A portrait of snow as a living thing

    by Sunil Sharma

    Snow starts the written conversation.
    Hari sends the statement: Snow is live! Witness its glory.
    The reply comes fast: Snow is non-living.
    Hari contradicts: No. It is a living thing!
    —How? Asks the friend on the other side of the digital communication.
    —Look out of the window—and see. A whole world out there. Above and beneath the white surface. On the surface, birds and squirrels and rabbits keep on moving and searching. Below the crusts, activities going on, invisible to the human eye; this strange snowy region is called subnivium. Part of snow ecology being studied by scientists as containing micro habitats for certain kinds of living organisms; situations that aid the flourishing of daily activities; insulation and a certain level of warmth below the surface conducive to the conduct of life. Interesting? Is it not? These insights by the researchers from the emerging field of snow studies and climate change.
    A pause in the text.
    The other side is writing.
    — Subnivium? The latest findings by the scientific duo of Jonathan Pauli and Ben Zuckerberg? The two came up with this term in the year 2013, if not wrong. I am aware of their ongoing interests in snow ecology, a rich field of study for the global scientific community, as said correctly by you.
    Hari writes back:
    —You are right Henry. A field full of immense possibilities for our limited understanding of snow. It is expanding our awareness about this cold thing. Snow is no longer perceived to be a frigid zone where life comes to a standstill in the season. On the other hand, surprisingly, mere six inches deep, a sustaining environment for plants and mammals exists. It changes perceptions about snow as a cold and hostile material.

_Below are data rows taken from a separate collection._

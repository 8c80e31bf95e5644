//! Composed variable space of a definition.
//!
//! A [`VarSpace`] starts empty, joins the spaces of the definition's parents
//! and is then extended with the definition's own [`LocalVarSpace`]. The
//! result is checked against the target type with [`VarSpace::sanity`]
//! before it is used for injection.

use indexmap::IndexMap;
use log::debug;
use serde::{Deserialize, Serialize};
use serde_json::Value;
use sha2::{Digest, Sha256};
use std::collections::BTreeSet;
use thiserror::Error;
use varspace_fields::{FieldArgs, FieldError, FieldRegistry};

use super::layout::TypeLayout;
use super::local::LocalVarSpace;
use super::var::{Action, DefaultValue, Variable};
use crate::error::VarSpaceError;

/// Merged variables of a definition and its ancestors.
#[derive(Debug, Clone, Default)]
pub struct VarSpace {
    pub(super) vars: IndexMap<String, Variable>,
    pub(super) injected: BTreeSet<String>,
}

impl VarSpace {
    /// An empty space.
    pub fn new() -> Self {
        Self::default()
    }

    /// Join every parent space in order, then extend with `local`.
    pub fn compose<'a, I>(
        parents: I,
        local: &LocalVarSpace,
        fields: &FieldRegistry,
        definition: &str,
    ) -> Result<Self, VarSpaceError>
    where
        I: IntoIterator<Item = &'a VarSpace>,
    {
        let mut space = Self::new();
        for parent in parents {
            space.join(parent, definition)?;
        }
        space.extend(local, fields, definition)?;
        Ok(space)
    }

    /// Merge the variables of a parent space into this one.
    ///
    /// A name already present here means the variable is reachable from more
    /// than one parent, which is rejected. The injected names of `other` are
    /// carried over. Nothing changes when an error is returned.
    pub fn join(&mut self, other: &VarSpace, definition: &str) -> Result<(), VarSpaceError> {
        if let Some(name) = other.vars.keys().find(|k| self.vars.contains_key(*k)) {
            return Err(VarSpaceError::DuplicateDeclaration {
                name: name.clone(),
                definition: definition.to_string(),
            });
        }

        for (name, var) in &other.vars {
            self.vars.insert(name.clone(), var.clone());
        }
        self.injected.extend(other.injected.iter().cloned());
        debug!(
            "joined {} variable(s) into '{}'",
            other.vars.len(),
            definition
        );
        Ok(())
    }

    /// Fold the local space of `definition` into this one.
    ///
    /// Declarations add new variables, resolving their field kind in
    /// `fields` and checking that the field can be built from the declared
    /// arguments. Defines, undefines and bare assignments change the default
    /// of an existing variable. Nothing changes when an error is returned.
    pub fn extend(
        &mut self,
        local: &LocalVarSpace,
        fields: &FieldRegistry,
        definition: &str,
    ) -> Result<(), VarSpaceError> {
        local.check_exclusive(definition)?;

        let mut vars = self.vars.clone();
        for action in local.actions() {
            match action {
                Action::Declare(decl) => {
                    if vars.contains_key(&decl.name) {
                        return Err(VarSpaceError::Redeclaration {
                            name: decl.name.clone(),
                            definition: definition.to_string(),
                        });
                    }

                    let invalid = |source: FieldError| VarSpaceError::InvalidFieldType {
                        name: decl.name.clone(),
                        definition: definition.to_string(),
                        source,
                    };
                    let factory = fields.resolve(&decl.field_kind).map_err(invalid)?;
                    factory.build(&decl.args).map_err(invalid)?;

                    vars.insert(
                        decl.name.clone(),
                        Variable::from_declaration(decl, factory, definition),
                    );
                }
                Action::Define { name, value } => {
                    declared(&mut vars, name, definition)?
                        .set_default(DefaultValue::Value(value.clone()), definition);
                }
                Action::Undefine { name } => {
                    declared(&mut vars, name, definition)?
                        .set_default(DefaultValue::Undefined, definition);
                }
            }
        }

        for (name, value) in local.assignments() {
            declared(&mut vars, name, definition)?
                .set_default(DefaultValue::Value(value.clone()), definition);
        }

        debug!(
            "extended '{}': {} action(s), {} assignment(s), {} variable(s) total",
            definition,
            local.actions().len(),
            local.assignments().len(),
            vars.len()
        );
        self.vars = vars;
        Ok(())
    }

    /// Check that no variable clashes with an unrelated member of `layout`.
    ///
    /// `reserved` defaults to every member name visible on the layout. A
    /// variable may only share its name with a variable slot that was itself
    /// injected from this space; plain members of the type or its ancestors
    /// always clash.
    pub fn sanity(
        &self,
        layout: &TypeLayout,
        definition: &str,
        reserved: Option<&BTreeSet<String>>,
    ) -> Result<(), VarSpaceError> {
        let members;
        let reserved = match reserved {
            Some(names) => names,
            None => {
                members = layout.member_names();
                &members
            }
        };

        for name in self.vars.keys() {
            let own_slot = self.injected.contains(name) && layout.is_variable_slot(name);
            if reserved.contains(name) && !own_slot {
                return Err(VarSpaceError::NameClash {
                    name: name.clone(),
                    definition: definition.to_string(),
                });
            }
        }
        Ok(())
    }

    pub fn get(&self, name: &str) -> Option<&Variable> {
        self.vars.get(name)
    }

    pub fn contains(&self, name: &str) -> bool {
        self.vars.contains_key(name)
    }

    /// Variables in declaration order.
    pub fn iter(&self) -> impl Iterator<Item = (&str, &Variable)> {
        self.vars.iter().map(|(k, v)| (k.as_str(), v))
    }

    pub fn names(&self) -> impl Iterator<Item = &str> {
        self.vars.keys().map(String::as_str)
    }

    pub fn len(&self) -> usize {
        self.vars.len()
    }

    pub fn is_empty(&self) -> bool {
        self.vars.is_empty()
    }

    /// Names that have been materialised onto a target type.
    pub fn injected(&self) -> &BTreeSet<String> {
        &self.injected
    }

    pub fn is_injected(&self, name: &str) -> bool {
        self.injected.contains(name)
    }

    /// Serialisable view of the variables, in declaration order.
    pub fn snapshot(&self) -> IndexMap<String, VariableSnapshot> {
        self.vars
            .iter()
            .map(|(name, var)| (name.clone(), VariableSnapshot::from(var)))
            .collect()
    }

    /// SHA-256 hex digest of the canonical JSON of [`VarSpace::snapshot`].
    ///
    /// Two spaces with the same variables, fields and defaults share a digest
    /// regardless of provenance bookkeeping such as the injected names.
    pub fn digest(&self) -> Result<String, DigestError> {
        let jcs_bytes = serde_json_canonicalizer::to_vec(&self.snapshot())
            .map_err(|e| DigestError(e.to_string()))?;

        let mut hasher = Sha256::new();
        hasher.update(&jcs_bytes);
        Ok(hex::encode(hasher.finalize()))
    }
}

fn declared<'a>(
    vars: &'a mut IndexMap<String, Variable>,
    name: &str,
    definition: &str,
) -> Result<&'a mut Variable, VarSpaceError> {
    vars.get_mut(name)
        .ok_or_else(|| VarSpaceError::UndeclaredVariable {
            name: name.to_string(),
            definition: definition.to_string(),
        })
}

/// Serialisable view of a [`Variable`].
#[derive(Debug, Clone, PartialEq, Serialize, Deserialize)]
pub struct VariableSnapshot {
    /// Field kind name.
    pub field: String,

    /// Field construction arguments.
    pub args: FieldArgs,

    /// Whether a default value is set.
    pub defined: bool,

    /// The default value, when defined.
    #[serde(default, skip_serializing_if = "Option::is_none")]
    pub value: Option<Value>,

    /// Definition that declared the variable.
    pub declared_in: String,

    /// Last definition that changed the default.
    #[serde(default, skip_serializing_if = "Option::is_none")]
    pub defined_in: Option<String>,
}

impl From<&Variable> for VariableSnapshot {
    fn from(var: &Variable) -> Self {
        Self {
            field: var.field_kind().to_string(),
            args: var.args().clone(),
            defined: var.is_defined(),
            value: var.default_value().cloned(),
            declared_in: var.declared_in().to_string(),
            defined_in: var.defined_in().map(str::to_string),
        }
    }
}

/// The snapshot could not be canonicalised.
#[derive(Debug, Error)]
#[error("cannot canonicalize variable space: {0}")]
pub struct DigestError(String);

    —Thanks, Hari for the quick tutorial. I find it engaging. Winter. Snow—both having their own ecosystems. Snow and warming earth are constant worries for humankind facing extreme challenges.
    —Yes, Henry. Climate change is real for us except the political class and big money. —Yes. But even the cynics and deniers cannot escape the consequences of extreme changes in environments. We need to raise awareness and mobilise public opinion on the long-term basis.
    —Yes, we must. A lot is already happening. Even students and artists are getting involved in this project of sustainable future. What else, boss?
    The fingers move fast. Hari watches the snowy yard and texts simultaneously:
    —There is life above the crystal sheets also, buddy. The snowpacks are home to the living beings. Nature. Fabulous! But much abused and degraded by the greedy.
    —Very sad! Ignoring the evidence and denying any wrong-doing by the elites, the world over. Hari writing.
    —Our future ecologist Hari is right about snow as a micro climate helping certain species to operate under most tough conditions. Incredible! Hari you must join some team to the Arctic for further investigations of snow and climate change. Ha!
    —Not sure about that, buddy but I love snow and read the current literature on it. I must know about my surroundings and try to make a difference through informed choices. I am not a fan of dystopia. Henry writing furiously: I remember your first reaction to snow…ha-ha!
    Hari sends the heart emoji. Then writes back: Fresh from Mumbai, I had not seen snow in my short life of 24 years. It came as a pleasant discovery here. Back in India, folks talked of the severe winters in Canada and surviving them as a huge challenge for the new arrivals. Cold. Ice. But they forgot one thing: adaptability of the species.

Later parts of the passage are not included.